In a painful repeat of the previous round, I calculate it out and can win… Until he drops a second Mongrel. It’s not quite the end of the world, though, because I have a Headhunter and a Cycling land, with an Archon already in play. If I can play the Headhunter, cycle the land and draw a Bodyguard, I still have enough mana to attack and win after sacrificing the Bodyguard, Headhunter and Archon (sure, it’s a long shot, but at least it’s a shot).
Nate wrecks the dream by playing another Circular Logic at the right time.
RULES INSERT: Painlands (like Adarkar Wastes) and City of Brass are different. The Wastes pain is a mana-triggered ability, which means it doesn’t use the stack and resolves right after you get the mana (rule 411.3). If you were at one life and tapped the Wastes for mana, you wouldn’t have time to gain life, even if you were paying for Renewed Faith. The City of Brass, on the other hand, has a triggered ability based on being tapped, not on getting mana. That means the trigger goes on the stack. You could tap the City for mana, put its ability on the stack, then use the mana to gain life (or win the game in some fashion, like with direct damage) before the one damage trigger resolves.
Matches 3-3. Games 9-8.
Another middle of the pack finish. Interestingly, all three of my losses end up making the Top 8, and Nate, who always seemed to have the right answer at the right time, swept through to repeat as State Champion. Congrats on a job well done. Second place went to the always-interesting Ambler Stephenson with a fun Astral Slide variant.
Looking back, I was always on the verge of winning the games I lost. That means that I either made some mistakes or the deck wasn’t quite fast enough. Careful review of the games reveals the former not to be the case, so I must fault my design (any suggestions are appreciated). Grinning Demons almost always got sided out and won’t be in the updated version. The only time Compost gave me trouble was in Round 5, and I’m sure it led to Marvin winning Game 3. Other than that, it didn’t seem to hurt.

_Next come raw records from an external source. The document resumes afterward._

//! Catalog loader for `data.json` documents.
//!
//! Turns a raw JSON document into a vector of [`Track`] records.
//! Records that fail to decode are logged and skipped.

use super::track::Track;
use crate::utils::config::TRACK_ARRAY_FIELD_NAMES;
use crate::utils::error::ParseError;
use log::{debug, info, warn};
use serde::Deserialize;
use std::fs::File;
use std::io::BufReader;
use std::path::Path;

/// Load a catalog from a JSON file
///
/// **Public** - main entry point for reading `data.json`
///
/// # Errors
/// * `ParseError::Io` - file cannot be opened
/// * `ParseError::JsonError` - file is not valid JSON
/// * `ParseError::InvalidFormat` - JSON does not hold a track array
pub fn load_catalog(input_path: impl AsRef<Path>) -> Result<Vec<Track>, ParseError> {
    let input_path = input_path.as_ref();

    info!("Loading catalog from: {}", input_path.display());

    let file = File::open(input_path)?;
    let raw: serde_json::Value = serde_json::from_reader(BufReader::new(file))?;

    let tracks = parse_catalog(&raw)?;

    info!("Loaded {} tracks", tracks.len());

    Ok(tracks)
}

/// Parse an already decoded JSON document into tracks
///
/// **Public** - used by `load_catalog` and by callers holding a JSON value
///
/// Accepts either a bare array of tracks or an object wrapping the array
/// under one of [`TRACK_ARRAY_FIELD_NAMES`].
pub fn parse_catalog(raw: &serde_json::Value) -> Result<Vec<Track>, ParseError> {
    let records = extract_track_array(raw)?;

    debug!("Catalog holds {} raw records", records.len());

    parse_tracks_array(records)
}

/// Check that a JSON document looks like a catalog
///
/// **Public** - cheap structural check without decoding each record
pub fn validate_catalog_format(raw: &serde_json::Value) -> bool {
    extract_track_array(raw).is_ok()
}

/// Locate the track array in the document
///
/// **Private** - internal helper for parse_catalog
fn extract_track_array(raw: &serde_json::Value) -> Result<&[serde_json::Value], ParseError> {
    match raw {
        serde_json::Value::Array(records) => Ok(records.as_slice()),

        serde_json::Value::Object(obj) => TRACK_ARRAY_FIELD_NAMES
            .iter()
            .find_map(|field| obj.get(*field).and_then(|value| value.as_array()))
            .map(Vec::as_slice)
            .ok_or_else(|| {
                ParseError::InvalidFormat(format!(
                    "Object has no track array (expected one of: {})",
                    TRACK_ARRAY_FIELD_NAMES.join(", ")
                ))
            }),

        _ => Err(ParseError::InvalidFormat(
            "Catalog must be a JSON array or object".to_string(),
        )),
    }
}

/// Decode each record, skipping malformed ones
///
/// **Private** - internal parsing logic
fn parse_tracks_array(records: &[serde_json::Value]) -> Result<Vec<Track>, ParseError> {
    let mut tracks = Vec::with_capacity(records.len());

    for (index, record) in records.iter().enumerate() {
        match Track::deserialize(record) {
            Ok(track) => tracks.push(track),
            Err(e) => {
                // Log but don't fail - some records may be malformed
                warn!("Failed to parse track {}: {}", index, e);
            }
        }
    }

    if tracks.is_empty() && !records.is_empty() {
        return Err(ParseError::InvalidFormat(
            "All track records failed to parse".to_string(),
        ));
    }

    Ok(tracks)
}

#[cfg(test)]
mod tests {
    use super::*;
    use serde_json::json;

    #[test]
    fn test_parse_bare_array() {
        let raw = json!([
            { "id": "1", "name": "One", "artists": [{ "name": "A" }] },
            { "id": "2", "name": "Two", "artists": [{ "name": "B" }] }
        ]);

        let tracks = parse_catalog(&raw).unwrap();
        assert_eq!(tracks.len(), 2);
        assert_eq!(tracks[1].artists[0].name, "B");
    }

    #[test]
    fn test_parse_wrapped_array() {
        let raw = json!({ "tracks": [{ "id": "1", "name": "One" }] });
        assert_eq!(parse_catalog(&raw).unwrap().len(), 1);
    }

    #[test]
    fn test_skips_malformed_records() {
        let raw = json!([
            { "id": "1", "name": "One" },
            { "name": 42 },
            "not a track"
        ]);

        let tracks = parse_catalog(&raw).unwrap();
        assert_eq!(tracks.len(), 1);
    }

    #[test]
    fn test_all_records_malformed() {
        let raw = json!([{ "name": 1 }, { "id": false }]);
        assert!(matches!(
            parse_catalog(&raw),
            Err(ParseError::InvalidFormat(_))
        ));
    }

    #[test]
    fn test_empty_array_is_valid() {
        assert!(parse_catalog(&json!([])).unwrap().is_empty());
    }

    #[test]
    fn test_rejects_scalar_document() {
        assert!(!validate_catalog_format(&json!("data")));
        assert!(!validate_catalog_format(&json!({ "songs": [] })));
        assert!(validate_catalog_format(&json!({ "items": [] })));
    }
}
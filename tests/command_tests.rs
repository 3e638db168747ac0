use std::path::PathBuf;
use track_charts::commands::{validate_args, validate_catalog_file, ReportArgs};

fn write_catalog(dir: &tempfile::TempDir, contents: &str) -> PathBuf {
    let path = dir.path().join("data.json");
    std::fs::write(&path, contents).unwrap();
    path
}

#[test]
fn test_default_args_paths() {
    let args = ReportArgs::default();

    assert_eq!(args.input, PathBuf::from("data.json"));
    assert_eq!(args.output_json, PathBuf::from("report.json"));
    assert!(!args.print_summary);
}

#[test]
fn test_validate_args_existing_input() {
    let dir = tempfile::tempdir().unwrap();
    let args = ReportArgs {
        input: write_catalog(&dir, "[]"),
        output_json: dir.path().join("report.json"),
        ..Default::default()
    };

    assert!(validate_args(&args).is_ok());
}

#[test]
fn test_validate_args_input_is_directory() {
    let dir = tempfile::tempdir().unwrap();
    let args = ReportArgs {
        input: dir.path().to_path_buf(),
        ..Default::default()
    };

    assert!(validate_args(&args).is_err());
}

#[test]
fn test_validate_args_empty_output() {
    let dir = tempfile::tempdir().unwrap();
    let args = ReportArgs {
        input: write_catalog(&dir, "[]"),
        output_json: PathBuf::new(),
        ..Default::default()
    };

    assert!(validate_args(&args).is_err());
}

#[test]
fn test_validate_catalog_file() {
    let dir = tempfile::tempdir().unwrap();
    let path = write_catalog(&dir, r#"[{"id": "1", "name": "One", "album": {"name": "A"}}]"#);

    assert!(validate_catalog_file(path).is_ok());
}

#[test]
fn test_validate_catalog_file_rejects_scalar() {
    let dir = tempfile::tempdir().unwrap();
    let path = write_catalog(&dir, "\"not a catalog\"");

    assert!(validate_catalog_file(path).is_err());
}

The Necromancers were a bit janky; I might consider replacing them with Balthor, the Defiled (except he’s not a Cleric). The Shades were alternately good and bad. Against control decks, they were superstars; put out one, and swing with it until they deal with or die. Against faster decks, I was rarely in the position to have mana to do stuff and provide Shade pumpage.
Angels and Shades were good. Even the tempo disadvantage of play face down on turn 3, morph turn 4 or 5 didn’t hurt. I’m considering adding more white to the deck and swapping Wrath for Mutilate. Crypt Creepers were so-so; perhaps not playing four was to blame. We’ll see how it goes.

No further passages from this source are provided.